Work item: Look through the records below and copy each line that includes the word "remote".

[Data entries]

◇ ◇ ◇ ◇ ◇ ◇ ◇

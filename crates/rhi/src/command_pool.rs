//! Per-thread command pool multiplexer.
//!
//! # Overview
//!
//! Native command pools may only be used by one thread at a time, so
//! [`ThreadedCommandPool`] keeps one native pool per `(thread, queue type)`
//! pair and hands out [`CommandList`]s from the pool of the calling thread.
//!
//! Lists are handed out by value. Once the GPU has finished with them they
//! come back through [`reclaim`](ThreadedCommandPool::reclaim), and the next
//! [`new_frame`](ThreadedCommandPool::new_frame) resets the native pools and
//! moves every reclaimed list to the idle list for reuse. Lists are never
//! freed during normal operation; [`trim`](ThreadedCommandPool::trim) frees
//! them only during idle windows.
//!
//! Thread ids are never reused, so a pool whose thread handed out no list
//! during a whole cycle is destroyed by `new_frame` together with its lists.
//! Recording on short-lived threads therefore keeps at most two pools per
//! worker alive: the one in use and the one waiting to be released.

use std::collections::HashMap;
use std::collections::hash_map::Entry;
use std::thread::{self, ThreadId};

use parking_lot::Mutex;
use tracing::{debug, warn};

use crate::backend::{Backend, BackendFeature, NativeCommandPool};
use crate::command_list::CommandList;
use crate::error::RhiResult;
use crate::types::QueueType;

type PoolKey = (ThreadId, QueueType);

/// One native pool and the lists allocated from it.
#[derive(Debug)]
struct Pool {
    native: NativeCommandPool,
    /// Reset lists ready to be handed out.
    idle: Vec<CommandList>,
    /// Lists handed back since the last pool reset.
    returned: Vec<CommandList>,
    /// Lists allocated from the native pool and not yet freed.
    allocated: usize,
    /// Set when a list is handed out, cleared by each pool reset.
    used: bool,
}

impl Pool {
    fn free_lists(&mut self, backend: &dyn Backend) {
        for mut list in self.idle.drain(..).chain(self.returned.drain(..)) {
            list.reset(backend);
            backend.command_list_free(self.native, list.native());
            self.allocated -= 1;
        }
    }

    /// No list handed out since the last reset and every list is back home.
    fn is_stale(&self) -> bool {
        !self.used && self.idle.len() + self.returned.len() == self.allocated
    }
}

/// Command list allocator keyed by calling thread and queue type.
#[derive(Debug, Default)]
pub struct ThreadedCommandPool {
    pools: Mutex<HashMap<PoolKey, Pool>>,
}

impl ThreadedCommandPool {
    pub fn new() -> Self {
        Self::default()
    }

    /// Returns a recording command list from the calling thread's pool for
    /// `queue`, creating the pool and the list as needed.
    ///
    /// # Errors
    ///
    /// Returns the backend error if the pool or list could not be created,
    /// or if recording could not begin.
    pub fn allocate_cmd_list(&self, backend: &dyn Backend, queue: QueueType) -> RhiResult<CommandList> {
        let thread = thread::current().id();
        let mut pools = self.pools.lock();

        let pool = match pools.entry((thread, queue)) {
            Entry::Occupied(entry) => entry.into_mut(),
            Entry::Vacant(entry) => {
                let native = backend.command_pool_create(queue)?;
                debug!("Command pool {:?} created for {:?} on {:?}", native, queue, thread);
                entry.insert(Pool {
                    native,
                    idle: Vec::new(),
                    returned: Vec::new(),
                    allocated: 0,
                    used: false,
                })
            }
        };
        pool.used = true;

        let mut list = match pool.idle.pop() {
            Some(list) => list,
            None => {
                let native = backend.command_list_allocate(pool.native)?;
                pool.allocated += 1;
                CommandList::new(native, pool.native, queue, thread)
            }
        };
        if let Err(err) = list.begin(backend) {
            pool.idle.push(list);
            return Err(err);
        }
        Ok(list)
    }

    /// Hands a list back to the pool it came from. It becomes available again
    /// after the next [`new_frame`](Self::new_frame).
    ///
    /// # Panics
    ///
    /// Panics if the list was not allocated from this pool.
    pub fn reclaim(&self, list: CommandList) {
        let mut pools = self.pools.lock();
        let pool = pools
            .get_mut(&(list.thread(), list.queue_type()))
            .filter(|pool| pool.native == list.pool());
        match pool {
            Some(pool) => pool.returned.push(list),
            None => panic!("command list {:?} reclaimed by a foreign pool", list.native()),
        }
    }

    /// Destroys the pools that handed out no list since the previous call,
    /// then resets every remaining native pool and every reclaimed list.
    ///
    /// # Errors
    ///
    /// Returns the backend error of the first pool that failed to reset.
    pub fn new_frame(&self, backend: &dyn Backend) -> RhiResult<()> {
        let mut pools = self.pools.lock();

        let stale: Vec<PoolKey> = pools
            .iter()
            .filter(|(_, pool)| pool.is_stale())
            .map(|(key, _)| *key)
            .collect();
        for key in stale {
            if let Some(mut pool) = pools.remove(&key) {
                pool.free_lists(backend);
                backend.command_pool_destroy(pool.native);
                debug!("Command pool {:?} of {:?} released after an unused cycle", pool.native, key.0);
            }
        }

        for pool in pools.values_mut() {
            backend.command_pool_reset(pool.native)?;
            pool.used = false;
            for mut list in pool.returned.drain(..) {
                list.reset(backend);
                pool.idle.push(list);
            }
        }
        Ok(())
    }

    /// Frees every list held by the pools and, when the backend supports it,
    /// lets the native pools release their reserved memory.
    ///
    /// Lists still handed out are not affected; call this only while no list
    /// is recording or in flight.
    pub fn trim(&self, backend: &dyn Backend) {
        let trim_native = backend.support_feature(BackendFeature::CommandPoolTrim);
        let mut pools = self.pools.lock();
        for pool in pools.values_mut() {
            pool.free_lists(backend);
            if trim_native {
                backend.command_pool_trim(pool.native);
            }
        }
    }

    /// Frees every list and destroys every native pool.
    pub fn destroy(&self, backend: &dyn Backend) {
        let mut pools = self.pools.lock();
        for (_, mut pool) in pools.drain() {
            pool.free_lists(backend);
            if pool.allocated != 0 {
                warn!(
                    "Command pool {:?} destroyed with {} lists still handed out",
                    pool.native,
                    pool.allocated
                );
            }
            backend.command_pool_destroy(pool.native);
        }
    }

    /// Number of native pools.
    pub fn pool_count(&self) -> usize {
        self.pools.lock().len()
    }

    /// Number of lists currently allocated from the native pools.
    pub fn list_count(&self) -> usize {
        self.pools.lock().values().map(|pool| pool.allocated).sum()
    }
}

#[cfg(test)]
mod tests {
    use super::*;
    use crate::backend::HeadlessBackend;

    #[test]
    fn test_pool_is_send_sync() {
        fn assert_send_sync<T: Send + Sync>() {}
        assert_send_sync::<ThreadedCommandPool>();
    }

    #[test]
    fn test_lists_are_reused_after_new_frame() {
        let backend = HeadlessBackend::new();
        let pool = ThreadedCommandPool::new();

        let list = pool.allocate_cmd_list(&backend, QueueType::Graphics).unwrap();
        assert!(list.is_recording());
        let native = list.native();
        pool.reclaim(list);

        pool.new_frame(&backend).unwrap();
        let list = pool.allocate_cmd_list(&backend, QueueType::Graphics).unwrap();
        assert_eq!(list.native(), native);
        assert_eq!(pool.list_count(), 1);
        pool.reclaim(list);

        assert_eq!(backend.stats().command_lists_allocated, 1);
        assert_eq!(backend.stats().pool_resets, 1);
        pool.destroy(&backend);
        assert_eq!(backend.live_objects(), 0);
    }

    #[test]
    fn test_reclaimed_list_waits_for_reset() {
        let backend = HeadlessBackend::new();
        let pool = ThreadedCommandPool::new();

        let first = pool.allocate_cmd_list(&backend, QueueType::Transfer).unwrap();
        pool.reclaim(first);
        let second = pool.allocate_cmd_list(&backend, QueueType::Transfer).unwrap();
        assert_eq!(pool.list_count(), 2);
        pool.reclaim(second);
        pool.destroy(&backend);
    }

    #[test]
    fn test_one_pool_per_thread_and_queue() {
        let backend = HeadlessBackend::new();
        let pool = ThreadedCommandPool::new();

        let graphics = pool.allocate_cmd_list(&backend, QueueType::Graphics).unwrap();
        let compute = pool.allocate_cmd_list(&backend, QueueType::Compute).unwrap();
        let remote = thread::scope(|s| {
            s.spawn(|| pool.allocate_cmd_list(&backend, QueueType::Graphics).unwrap())
                .join()
                .unwrap()
        });
        assert_eq!(pool.pool_count(), 3);
        assert_ne!(graphics.pool(), remote.pool());
        assert_ne!(graphics.thread(), remote.thread());

        for list in [graphics, compute, remote] {
            pool.reclaim(list);
        }
        pool.destroy(&backend);
        assert_eq!(backend.live_objects(), 0);
    }

    #[test]
    fn test_trim_frees_idle_lists() {
        let backend = HeadlessBackend::new();
        let pool = ThreadedCommandPool::new();

        let list = pool.allocate_cmd_list(&backend, QueueType::Graphics).unwrap();
        pool.reclaim(list);
        pool.trim(&backend);

        assert_eq!(pool.list_count(), 0);
        assert_eq!(backend.stats().command_lists_freed, 1);
        assert_eq!(backend.stats().pool_trims, 1);

        // The pool itself survives and allocates fresh lists.
        let list = pool.allocate_cmd_list(&backend, QueueType::Graphics).unwrap();
        pool.reclaim(list);
        assert_eq!(pool.pool_count(), 1);
        pool.destroy(&backend);
    }

    #[test]
    fn test_pool_of_finished_thread_is_released() {
        let backend = HeadlessBackend::new();
        let pool = ThreadedCommandPool::new();

        let list = thread::scope(|s| {
            s.spawn(|| pool.allocate_cmd_list(&backend, QueueType::Graphics).unwrap())
                .join()
                .unwrap()
        });
        pool.reclaim(list);

        // The cycle that handed out the list keeps the pool.
        pool.new_frame(&backend).unwrap();
        assert_eq!(pool.pool_count(), 1);

        // A whole cycle without allocations releases it.
        pool.new_frame(&backend).unwrap();
        assert_eq!(pool.pool_count(), 0);
        assert_eq!(pool.list_count(), 0);
        assert_eq!(backend.stats().command_lists_freed, 1);
        assert_eq!(backend.live_objects(), 0);
    }

    #[test]
    fn test_pool_with_outstanding_list_is_kept() {
        let backend = HeadlessBackend::new();
        let pool = ThreadedCommandPool::new();

        let list = pool.allocate_cmd_list(&backend, QueueType::Compute).unwrap();
        pool.new_frame(&backend).unwrap();
        pool.new_frame(&backend).unwrap();
        assert_eq!(pool.pool_count(), 1);

        pool.reclaim(list);
        pool.destroy(&backend);
        assert_eq!(backend.live_objects(), 0);
    }
}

◇ ◇ ◇ ◇ ◇ ◇ ◇

Response to this exercise:
        let remote = thread::scope(|s| {
        assert_ne!(graphics.pool(), remote.pool());
        assert_ne!(graphics.thread(), remote.thread());
        for list in [graphics, compute, remote] {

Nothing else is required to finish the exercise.